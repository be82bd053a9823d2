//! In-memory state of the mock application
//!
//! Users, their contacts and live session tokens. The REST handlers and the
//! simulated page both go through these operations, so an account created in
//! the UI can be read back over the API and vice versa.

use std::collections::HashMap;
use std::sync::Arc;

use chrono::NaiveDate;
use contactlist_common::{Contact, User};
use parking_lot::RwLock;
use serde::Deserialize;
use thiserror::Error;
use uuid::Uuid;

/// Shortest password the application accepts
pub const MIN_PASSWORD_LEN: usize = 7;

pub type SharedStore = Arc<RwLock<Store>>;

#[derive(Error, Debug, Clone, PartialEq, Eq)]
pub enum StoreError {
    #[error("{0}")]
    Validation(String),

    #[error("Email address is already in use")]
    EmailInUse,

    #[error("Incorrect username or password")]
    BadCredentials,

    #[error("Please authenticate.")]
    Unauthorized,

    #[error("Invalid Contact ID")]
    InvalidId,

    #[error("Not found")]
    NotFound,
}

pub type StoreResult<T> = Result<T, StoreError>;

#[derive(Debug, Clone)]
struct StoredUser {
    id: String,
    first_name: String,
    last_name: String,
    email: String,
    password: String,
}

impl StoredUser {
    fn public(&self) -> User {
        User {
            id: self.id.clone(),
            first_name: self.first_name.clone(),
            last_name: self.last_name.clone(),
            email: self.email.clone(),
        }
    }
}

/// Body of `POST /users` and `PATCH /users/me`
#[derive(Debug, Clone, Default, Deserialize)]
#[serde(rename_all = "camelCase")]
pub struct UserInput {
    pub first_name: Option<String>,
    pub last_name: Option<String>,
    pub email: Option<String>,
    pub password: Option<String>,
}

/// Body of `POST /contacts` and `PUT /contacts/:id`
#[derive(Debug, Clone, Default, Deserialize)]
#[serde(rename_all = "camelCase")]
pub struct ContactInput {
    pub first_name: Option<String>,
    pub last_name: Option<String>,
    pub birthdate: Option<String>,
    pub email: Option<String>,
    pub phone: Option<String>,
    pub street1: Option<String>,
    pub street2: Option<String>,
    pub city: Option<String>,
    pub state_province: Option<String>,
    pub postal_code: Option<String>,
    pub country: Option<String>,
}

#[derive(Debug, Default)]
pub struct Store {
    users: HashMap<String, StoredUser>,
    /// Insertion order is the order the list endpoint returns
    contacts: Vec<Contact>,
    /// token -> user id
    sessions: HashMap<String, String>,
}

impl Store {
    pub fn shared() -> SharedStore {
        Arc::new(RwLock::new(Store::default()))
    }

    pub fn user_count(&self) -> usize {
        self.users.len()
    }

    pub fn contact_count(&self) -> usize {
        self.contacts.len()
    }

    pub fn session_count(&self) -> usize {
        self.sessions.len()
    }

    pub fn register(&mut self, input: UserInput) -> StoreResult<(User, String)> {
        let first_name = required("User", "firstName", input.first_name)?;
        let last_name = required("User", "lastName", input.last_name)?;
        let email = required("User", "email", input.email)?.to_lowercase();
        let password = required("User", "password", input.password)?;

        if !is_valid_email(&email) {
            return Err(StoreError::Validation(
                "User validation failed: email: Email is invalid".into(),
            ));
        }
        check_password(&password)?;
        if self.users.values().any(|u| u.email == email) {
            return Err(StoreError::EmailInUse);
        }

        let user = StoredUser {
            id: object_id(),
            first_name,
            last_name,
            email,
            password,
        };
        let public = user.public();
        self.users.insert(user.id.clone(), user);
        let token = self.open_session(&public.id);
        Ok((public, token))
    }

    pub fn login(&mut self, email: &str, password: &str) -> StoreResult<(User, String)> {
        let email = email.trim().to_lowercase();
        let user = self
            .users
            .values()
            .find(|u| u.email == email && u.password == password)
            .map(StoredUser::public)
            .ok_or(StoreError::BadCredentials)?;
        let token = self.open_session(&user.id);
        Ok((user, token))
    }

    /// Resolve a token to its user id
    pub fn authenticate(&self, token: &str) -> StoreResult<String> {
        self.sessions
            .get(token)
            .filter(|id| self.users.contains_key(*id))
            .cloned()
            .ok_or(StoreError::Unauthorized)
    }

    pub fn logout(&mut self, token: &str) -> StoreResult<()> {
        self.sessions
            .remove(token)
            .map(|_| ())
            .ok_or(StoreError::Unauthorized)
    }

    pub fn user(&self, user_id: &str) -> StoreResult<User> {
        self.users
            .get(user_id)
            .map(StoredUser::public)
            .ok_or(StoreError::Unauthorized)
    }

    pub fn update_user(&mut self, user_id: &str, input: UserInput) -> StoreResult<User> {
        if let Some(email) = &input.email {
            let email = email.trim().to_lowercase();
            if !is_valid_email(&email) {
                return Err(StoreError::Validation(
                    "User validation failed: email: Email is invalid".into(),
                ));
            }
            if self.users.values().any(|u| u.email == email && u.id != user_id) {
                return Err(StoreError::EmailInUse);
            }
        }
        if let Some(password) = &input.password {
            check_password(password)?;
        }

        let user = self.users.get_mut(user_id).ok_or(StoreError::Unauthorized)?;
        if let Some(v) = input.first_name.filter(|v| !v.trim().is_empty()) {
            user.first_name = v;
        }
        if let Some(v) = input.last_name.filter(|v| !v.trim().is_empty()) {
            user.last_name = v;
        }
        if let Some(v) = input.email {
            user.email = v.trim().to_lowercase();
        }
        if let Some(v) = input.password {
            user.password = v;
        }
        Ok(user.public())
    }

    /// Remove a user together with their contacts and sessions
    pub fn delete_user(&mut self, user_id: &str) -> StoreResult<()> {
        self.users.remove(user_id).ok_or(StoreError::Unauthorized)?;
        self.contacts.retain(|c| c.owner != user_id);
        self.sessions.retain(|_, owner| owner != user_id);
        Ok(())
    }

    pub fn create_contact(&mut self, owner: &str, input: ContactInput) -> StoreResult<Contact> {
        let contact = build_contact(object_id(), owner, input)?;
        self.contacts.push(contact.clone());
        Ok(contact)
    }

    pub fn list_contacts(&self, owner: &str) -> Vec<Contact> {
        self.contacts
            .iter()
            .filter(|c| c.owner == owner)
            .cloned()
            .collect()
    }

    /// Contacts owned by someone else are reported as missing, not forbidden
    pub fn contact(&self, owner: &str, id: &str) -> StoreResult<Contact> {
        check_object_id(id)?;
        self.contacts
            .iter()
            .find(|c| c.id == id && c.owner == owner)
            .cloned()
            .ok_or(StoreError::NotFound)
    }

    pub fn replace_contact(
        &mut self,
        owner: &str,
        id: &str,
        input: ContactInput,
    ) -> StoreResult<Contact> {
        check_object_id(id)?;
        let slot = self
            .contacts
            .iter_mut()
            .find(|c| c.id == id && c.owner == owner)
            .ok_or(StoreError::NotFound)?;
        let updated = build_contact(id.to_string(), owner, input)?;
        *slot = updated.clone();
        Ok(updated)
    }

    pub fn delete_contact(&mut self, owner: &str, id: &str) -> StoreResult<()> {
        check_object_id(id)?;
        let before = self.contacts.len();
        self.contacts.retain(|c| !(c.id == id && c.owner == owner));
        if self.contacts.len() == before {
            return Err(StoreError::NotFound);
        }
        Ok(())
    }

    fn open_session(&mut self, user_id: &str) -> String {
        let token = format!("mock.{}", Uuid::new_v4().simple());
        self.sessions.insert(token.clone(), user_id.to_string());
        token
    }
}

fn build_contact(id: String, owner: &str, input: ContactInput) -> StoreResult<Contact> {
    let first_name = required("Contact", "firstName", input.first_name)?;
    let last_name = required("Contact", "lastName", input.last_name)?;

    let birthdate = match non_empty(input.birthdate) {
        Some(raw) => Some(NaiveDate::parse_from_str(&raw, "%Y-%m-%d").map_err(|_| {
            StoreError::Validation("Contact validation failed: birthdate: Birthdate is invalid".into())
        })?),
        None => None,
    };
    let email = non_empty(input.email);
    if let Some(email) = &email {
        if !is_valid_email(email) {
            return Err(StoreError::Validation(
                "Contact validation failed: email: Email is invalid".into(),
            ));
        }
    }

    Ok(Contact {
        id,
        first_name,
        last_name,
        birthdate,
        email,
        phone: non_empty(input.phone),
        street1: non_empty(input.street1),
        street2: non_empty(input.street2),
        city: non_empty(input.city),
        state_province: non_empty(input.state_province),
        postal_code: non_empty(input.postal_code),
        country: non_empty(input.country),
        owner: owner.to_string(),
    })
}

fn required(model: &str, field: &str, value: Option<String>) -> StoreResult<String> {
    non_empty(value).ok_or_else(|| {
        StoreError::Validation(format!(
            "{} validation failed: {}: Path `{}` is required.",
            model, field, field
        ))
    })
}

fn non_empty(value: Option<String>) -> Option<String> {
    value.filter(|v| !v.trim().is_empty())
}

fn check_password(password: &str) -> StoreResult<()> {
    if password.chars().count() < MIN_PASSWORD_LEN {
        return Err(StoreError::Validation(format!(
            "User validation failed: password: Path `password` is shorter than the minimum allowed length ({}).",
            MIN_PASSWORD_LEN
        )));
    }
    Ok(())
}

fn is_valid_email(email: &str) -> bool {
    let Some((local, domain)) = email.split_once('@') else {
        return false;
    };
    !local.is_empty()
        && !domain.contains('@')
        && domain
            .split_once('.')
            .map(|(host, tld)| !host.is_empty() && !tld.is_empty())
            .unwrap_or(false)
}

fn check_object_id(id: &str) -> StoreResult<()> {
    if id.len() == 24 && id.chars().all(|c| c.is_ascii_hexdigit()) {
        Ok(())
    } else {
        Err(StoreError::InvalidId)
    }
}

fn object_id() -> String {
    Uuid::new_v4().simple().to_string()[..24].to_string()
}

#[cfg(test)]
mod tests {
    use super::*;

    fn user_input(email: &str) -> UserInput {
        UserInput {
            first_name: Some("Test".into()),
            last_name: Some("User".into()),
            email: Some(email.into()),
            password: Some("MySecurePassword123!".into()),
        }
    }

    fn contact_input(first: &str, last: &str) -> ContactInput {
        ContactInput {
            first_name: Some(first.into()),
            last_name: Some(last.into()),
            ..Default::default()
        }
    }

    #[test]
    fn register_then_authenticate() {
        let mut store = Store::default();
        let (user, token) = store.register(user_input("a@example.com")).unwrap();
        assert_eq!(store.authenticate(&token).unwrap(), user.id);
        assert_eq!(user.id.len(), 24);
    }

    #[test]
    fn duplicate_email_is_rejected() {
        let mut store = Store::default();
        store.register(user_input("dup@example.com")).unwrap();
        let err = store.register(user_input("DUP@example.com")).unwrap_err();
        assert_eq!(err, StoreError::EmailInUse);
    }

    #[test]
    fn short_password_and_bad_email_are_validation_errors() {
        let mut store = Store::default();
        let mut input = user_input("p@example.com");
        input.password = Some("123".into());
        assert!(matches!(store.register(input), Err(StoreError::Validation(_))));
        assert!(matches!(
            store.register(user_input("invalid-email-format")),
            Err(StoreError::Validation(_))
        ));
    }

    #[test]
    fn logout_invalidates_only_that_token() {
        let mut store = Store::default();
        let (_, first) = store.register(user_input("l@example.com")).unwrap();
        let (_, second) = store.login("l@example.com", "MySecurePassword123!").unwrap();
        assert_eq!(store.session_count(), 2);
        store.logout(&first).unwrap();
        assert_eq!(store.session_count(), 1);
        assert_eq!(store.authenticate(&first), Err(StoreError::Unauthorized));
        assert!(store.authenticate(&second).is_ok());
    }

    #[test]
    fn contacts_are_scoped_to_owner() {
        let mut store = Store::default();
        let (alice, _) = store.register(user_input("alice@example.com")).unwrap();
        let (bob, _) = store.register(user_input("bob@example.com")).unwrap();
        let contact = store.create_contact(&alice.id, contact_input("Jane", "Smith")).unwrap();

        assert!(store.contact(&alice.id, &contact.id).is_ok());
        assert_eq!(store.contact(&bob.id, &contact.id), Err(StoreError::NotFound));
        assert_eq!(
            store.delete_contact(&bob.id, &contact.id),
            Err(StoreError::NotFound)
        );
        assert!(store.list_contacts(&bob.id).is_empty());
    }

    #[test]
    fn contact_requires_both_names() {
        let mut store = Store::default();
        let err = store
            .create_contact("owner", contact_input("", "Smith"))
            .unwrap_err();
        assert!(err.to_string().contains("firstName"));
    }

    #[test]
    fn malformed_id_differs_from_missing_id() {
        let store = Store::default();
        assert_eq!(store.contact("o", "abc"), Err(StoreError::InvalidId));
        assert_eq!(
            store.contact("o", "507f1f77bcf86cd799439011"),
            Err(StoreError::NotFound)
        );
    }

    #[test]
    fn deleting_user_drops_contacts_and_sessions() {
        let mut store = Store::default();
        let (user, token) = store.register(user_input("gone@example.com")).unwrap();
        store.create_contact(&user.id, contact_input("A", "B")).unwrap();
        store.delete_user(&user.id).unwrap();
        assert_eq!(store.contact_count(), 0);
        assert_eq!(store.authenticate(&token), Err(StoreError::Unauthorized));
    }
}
--------------------
= About this exercise =
Where a line above contains the word "phone", copy that line.

= Your response =
    pub phone: Option<String>,
        phone: non_empty(input.phone),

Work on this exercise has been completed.